Search the CANADENSYS Vascan API.

Parameters:
  • q – Taxonomic rank, one of species, genus (default), family, order.
  • format – Number of names to get. Maximum depends on the rank.
  • raw – Raw data or not (default)
  • callopts – Further args passed to request

Usage:

import pytaxize
pytaxize.vascan_search(q = ["Helianthus annuus"])
pytaxize.vascan_search(q = ["Helianthus annuus"], raw=True)
pytaxize.vascan_search(q = ["Helianthus annuus", "Crataegus dodgei"], raw=True)

# format type
## json
pytaxize.vascan_search(q = ["Helianthus annuus"], format="json", raw=True)

## xml
pytaxize.vascan_search(q = ["Helianthus annuus"], format="xml", raw=True)

# lots of names, in this case 50
splist = pytaxize.names_list(rank='species', size=50)
pytaxize.vascan_search(q = splist)
tax.gbif_parse(scientificname)

Parse taxon names using the GBIF name parser.

Parameters:scientificname – A character vector of scientific names. Returns a DataFrame containing fields extracted from parsed taxon names. Fields returned are the union of fields extracted from all species names in scientificname

Author John Baumgartner (johnbb@student.unimelb.edu.au)

References http://dev.gbif.org/wiki/display/POR/Webservice+API, http://tools.gbif.org/nameparser/api.do

Usage:

import pytaxize
pytaxize.gbif_parse(scientificname=['x Agropogon littoralis'])
tax.scrapenames(url=None, file=None, text=None, engine=None, unique=None, verbatim=None, detect_language=None, all_data_sources=None, data_source_ids=None)

Resolve names using Global Names Recognition and Discovery.

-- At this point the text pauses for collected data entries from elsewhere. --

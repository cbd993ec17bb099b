//! Pose-guided garment overlay for live camera frames.
//!
//! This library places a flat garment image onto each video frame, aligned
//! to the wearer's body pose:
//! - A landmark source (pose model) supplies 33 body landmarks per frame
//! - The view classifier picks the front, back, left or right garment art
//! - The transform solver sizes and positions it from shoulders and hips
//! - The color compositor optionally re-tints it
//! - The renderer composites it over the frame
//!
//! The capture loop in [`app`] runs this once per frame on a tokio task and
//! never renders a result that arrives after it was stopped.
//!
//! # Examples
//!
//! ## Classify and place a single pose
//!
//! ```
//! use pose_tryon::{
//!     classifier::{ViewClassifier, ViewLabel},
//!     landmarks::{Landmark, PoseFrame, PoseLandmark},
//!     placement::TransformSolver,
//! };
//!
//! # fn main() -> Result<(), Box<dyn std::error::Error>> {
//! let mut landmarks = vec![Landmark::new(0.5, 0.6, 0.0, 0.9); PoseLandmark::COUNT];
//! landmarks[PoseLandmark::Nose.index()] = Landmark::new(0.5, 0.2, 0.0, 0.95);
//! landmarks[PoseLandmark::LeftShoulder.index()] = Landmark::new(0.35, 0.4, 0.0, 0.9);
//! landmarks[PoseLandmark::RightShoulder.index()] = Landmark::new(0.65, 0.4, 0.0, 0.9);
//! let pose = PoseFrame::new(landmarks, 640, 480)?;
//!
//! let view = ViewClassifier::default().classify(&pose, None);
//! assert_eq!(view, Some(ViewLabel::Front));
//!
//! let placement = TransformSolver::default().solve(&pose, ViewLabel::Front);
//! assert!(placement.is_some());
//! # Ok(())
//! # }
//! ```
//!
//! ## Tint and render
//!
//! ```
//! use image::{Rgba, RgbaImage};
//! use pose_tryon::{placement::Placement, render::render, tint::{Color, ColorCompositor}};
//!
//! let garment = RgbaImage::from_pixel(8, 8, Rgba([200, 200, 200, 255]));
//! let tinted = ColorCompositor::default().tint(&garment, "#E11D48".parse().unwrap_or(Color::WHITE));
//!
//! let background = RgbaImage::from_pixel(64, 64, Rgba([0, 0, 0, 255]));
//! let placement = Placement { center_x: 32.0, center_y: 32.0, scale: 16.0, rotation: 0.0, skew_x: 0.0 };
//! let mut surface = RgbaImage::new(0, 0);
//! render(&mut surface, &background, Some((&*tinted, &placement)));
//! assert_ne!(surface.get_pixel(32, 32), background.get_pixel(32, 32));
//! ```
//!
//! ## Offline capture loop
//!
//! ```no_run
//! use pose_tryon::{
//!     app::CaptureLoop,
//!     assets::GarmentAssets,
//!     config::Config,
//!     pipeline::TickSettings,
//!     render::SharedSurface,
//!     replay::{DirectoryFrameSource, ReplayLandmarkSource},
//! };
//! use std::sync::Arc;
//!
//! # #[tokio::main]
//! # async fn main() -> Result<(), Box<dyn std::error::Error>> {
//! let config = Config::default();
//! let assets = Arc::new(GarmentAssets::load_dir_async(config.assets.clone()).await?);
//! let (_settings_tx, settings_rx) = tokio::sync::watch::channel(TickSettings::default());
//!
//! let capture = CaptureLoop::new(config, SharedSurface::new());
//! capture
//!     .start(
//!         DirectoryFrameSource::new("frames"),
//!         ReplayLandmarkSource::from_file("landmarks.json")?,
//!         assets,
//!         settings_rx,
//!     )
//!     .await?;
//! capture.wait().await?;
//! capture.surface().save_snapshot("last.png".as_ref())?;
//! # Ok(())
//! # }
//! ```

/// Body landmarks and the pose-estimation seam
pub mod landmarks;

/// Video frames and the camera seam
pub mod frame;

/// Heading from device rotation or pointer position
pub mod orientation;

/// Front/back/left/right view classification
pub mod classifier;

/// Debouncing of the classified view across ticks
pub mod smoothing;

/// Garment placement from anchor landmarks
pub mod placement;

/// Garment recoloring
pub mod tint;

/// Garment asset store
pub mod assets;

/// Frame compositing and the shared output surface
pub mod render;

/// Per-tick classify, place, tint and render
pub mod pipeline;

/// Capture loop state machine
pub mod app;

/// Recorded landmarks and image-sequence frames
pub mod replay;

/// OpenCV webcam frames
#[cfg(feature = "camera")]
pub mod camera;

/// Configuration management
pub mod config;

/// Application constants and default thresholds
pub mod constants;

/// Error types and result aliases
pub mod error;

/// Utility functions
pub mod utils;

pub use error::{Error, Result};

Uses the Global Names Recognition and Discovery service, see http://gnrd.globalnames.org/.

Parameters:
  • url – An encoded URL for a web page, PDF, Microsoft Office document, or image file, see examples
  • file – When using multipart/form-data as the content-type, a file may be sent. This should be a path to your file on your machine.
  • text – Type: string. Text content; best used with a POST request, see examples
  • engine – (optional) Type: integer, Default: 0. Either 1 for TaxonFinder, 2 for NetiNeti, or 0 for both. If absent, both engines are used.
  • unique – (optional) Type: boolean. If TRUE (default), response has unique names without offsets.
  • verbatim – (optional) Type: boolean, If TRUE (default to FALSE), response excludes verbatim strings.
  • detect_language – (optional) Type: boolean, When TRUE (default), NetiNeti is not used if the language of incoming text is determined not to be English. When ‘false’, NetiNeti will be used if requested.
  • all_data_sources – (optional) Type: bolean. Resolve found names against all available Data Sources.
  • data_source_ids – (optional) Type: string. Pipe separated list of data source ids to resolve found names against. See list of Data Sources.

Usage:

# Get data from a website using its URL
out = pytaxize.scrapenames(url = 'http://en.wikipedia.org/wiki/Araneae')
out['data'].head() # data
out['meta'] # metadata

# Scrape names from a pdf at a URL
out = pytaxize.scrapenames(url = 'http://www.mapress.com/zootaxa/2012/f/z03372p265f.pdf')
out['data'].head() # data
out['meta'] # metadata

# With arguments
pytaxize.scrapenames(url = 'http://www.mapress.com/zootaxa/2012/f/z03372p265f.pdf',
unique=TRUE)
pytaxize.scrapenames(url = 'http://www.mapress.com/zootaxa/2012/f/z03372p265f.pdf', all_data_sources=TRUE)

# Get data from text string as an R object
pytaxize.scrapenames(text='A spider named Pardosa moesta Banks, 1892')